Il film si portò a casa addirittura tre premi (Palma d’oro, miglior regia e miglior interpretazione mascjile per John Turturro) fatto che sfociò anche in una piccola rivoluzione all’interno dei meccanismi di premiazione del festival (dall’anno successivo, infatti, una simile eventualità venne esclusa dal regolamento). Chi ha visto il film potrà facilmente capire anche le motivazioni che spinsero l’allora presidente di giuria Roman Polański a elargire così tanti onori all’opera di Coen. Barton Fink è certamente un sentito omaggio al cinema del regista polacco, artista da sempre stimato dalla coppia originaria di St. Louis Park. Diventa quindi semplice immaginare come Polański abbia fatto un vero e proprio tuffo nel passato, magari a quelli de L’inquilino del terzo piano (1976) o, ancora, a quelli in cui i fantasmi della mente prendevano vita attraverso i corridoi dell’appartamento di Repulsione (1965). Anche nel film dei Coen Bros l’hotel sembra vivere di una vita propria, proiezione ed estensione della mente del nostro protagonista, le sue manie e ossessioni prendono la forma di un vero e proprio luogo dell’orrore, e in questo potrebbe risultare immediato il rimando a un altro celebre locus horridus della storia del cinema: l’Overlook Hotel di Shining (1980).

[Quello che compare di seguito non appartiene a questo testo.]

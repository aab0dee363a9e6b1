use super::header_parser::{is_end_of_file, is_no_newline_marker};
use crate::types::{Hunk, HunkLine};
use log::debug;
use once_cell::sync::Lazy;
use regex::Regex;

pub const HUNK_HEADER_PREFIX: &str = "@@";

/// Unified-diff style ranges (`-12,5 +12,7 @@ def f():`), keeping only the
/// trailing section name.
static UNIFIED_RANGES: Lazy<Regex> =
    Lazy::new(|| Regex::new(r"^-\d+(?:,\d+)?\s+\+\d+(?:,\d+)?\s*@@\s*(.*)$").unwrap());

#[derive(Debug, PartialEq)]
pub enum BodyLine {
    /// `@@` with the optional scope text that follows it.
    Header(Option<String>),
    Line(HunkLine),
    EndOfFile,
    NoNewline,
}

/// Classifies one line of an update body, `None` when it is not body syntax.
pub fn classify_body_line(raw: &str) -> Option<BodyLine> {
    if let Some(rest) = raw.strip_prefix(HUNK_HEADER_PREFIX) {
        return Some(BodyLine::Header(parse_scope(rest)));
    }
    if raw.starts_with("***") && is_end_of_file(raw) {
        return Some(BodyLine::EndOfFile);
    }
    if raw.starts_with('\\') && is_no_newline_marker(raw) {
        return Some(BodyLine::NoNewline);
    }

    let line = if let Some(rest) = raw.strip_prefix('+') {
        HunkLine::Add(rest.to_string())
    } else if let Some(rest) = raw.strip_prefix('-') {
        HunkLine::Remove(rest.to_string())
    } else if let Some(rest) = raw.strip_prefix(' ') {
        HunkLine::Context(rest.to_string())
    } else if raw.is_empty() {
        HunkLine::Context(String::new())
    } else {
        return None;
    };
    Some(BodyLine::Line(line))
}

fn parse_scope(rest: &str) -> Option<String> {
    let text = rest.trim();
    let text = match UNIFIED_RANGES.captures(text) {
        Some(caps) => caps.get(1).map_or("", |m| m.as_str()).trim(),
        None => text.trim_end_matches(HUNK_HEADER_PREFIX).trim(),
    };
    if text.is_empty() {
        None
    } else {
        Some(text.to_string())
    }
}

/// Collects the hunks of one update as body lines arrive.
#[derive(Debug, Default)]
pub struct HunkBuilder {
    hunks: Vec<Hunk>,
    current: Hunk,
}

impl HunkBuilder {
    pub fn push(&mut self, body: BodyLine) {
        match body {
            BodyLine::Header(scope) => {
                if !self.current.lines.is_empty() {
                    self.close();
                }
                if let Some(scope) = scope {
                    self.current.scope.push(scope);
                }
            }
            BodyLine::Line(line) => self.current.lines.push(line),
            BodyLine::EndOfFile => {
                self.current.at_eof = true;
                self.close();
            }
            BodyLine::NoNewline => debug!("ignoring no-newline marker inside an update"),
        }
    }

    pub fn is_empty(&self) -> bool {
        self.hunks.is_empty() && self.current.lines.is_empty() && self.current.scope.is_empty()
    }

    fn close(&mut self) {
        let hunk = std::mem::take(&mut self.current);
        if hunk.has_changes() {
            self.hunks.push(hunk);
        } else if !hunk.lines.is_empty() || !hunk.scope.is_empty() {
            debug!("dropping hunk without changes (scope {:?})", hunk.scope);
        }
    }

    pub fn finish(mut self) -> Vec<Hunk> {
        self.close();
        self.hunks
    }
}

Barton Fink è un film estremamente sfaccettato, capace di affrontare più tematiche come, ad esempio, il rapporto con la religione, argomento certamente caro ai due registi di fede ebraica. Le ossessioni di Fink sfociano quindi nelle manie di grandezza dell’artista che, credendosi Dio, pone sé e la sua arte su un piano superiore (non è quindi un caso che sfogliando il libro della genesi, il nostro sceneggiatore riconosca i primi versi della sua stessa sceneggiatura). Fink, nonostante sogni di dare voce alla middle class, non sarà mai uno di loro, come gli fa capire anche il personaggio di John Goodman (uomo del ceto medio che vive in quell’hotel, a differenza di Barton che invece è solo di passaggio). I fratelli Coen non lesinano quindi anche una critica all’artista benpensante, una persona essenzialmente egocentrica e che non dà mai ascolto agli altri (lo stesso Fink interromperà spesso i discorsi di Charlie Meadows per riportare il discorso su di sé). 

Essendo ambientato negli anni ’40, il film dei Coen non poteva che essere anche una finestra sull’establishment hollywoodiano, mondo di sciacalli dalla parlantina veloce e capaci di attrarre a Los Angeles artisti, scrittori e musicisti più disparati. Le promesse di fama e successo sono luccicanti miraggi che rischiano però di rivelarsi una vera e propria prigione dorata. In questa descrizione di Hollywood i due registi hanno dichiarato di essersi ispirati al libro City of Nets di Otto Friedrich; in questo romanzo la città è vista come una vera e propria rete di connessioni e conoscenze verso la quale sono attirati scrittori e musicisti, provenienti da ambienti più disparati. Città estremamente mutevole, la città degli angeli, in cui puoi passare da essere qualcuno a uno dei tanti in un battito di ciglia. Risultano così un monito dall’eco biblico le parole che produttore rivolge a Barton “tu credi di essere l’unico scrittore capace di darmi quel tocco speciale alla Barton Fink? Là fuori ci sono almeno altri venti scrittori sotto contratto a cui chiedere un soggetto scritto con il tuo stile”: frasi che fanno riflettere sull’unicità del ruolo dell’artista (e di Dio) specialmente se collegate a un testo come la Bibbia, un unicum in cui le varie voci che la compongono possono rischiare di (con)fondersi tra loro.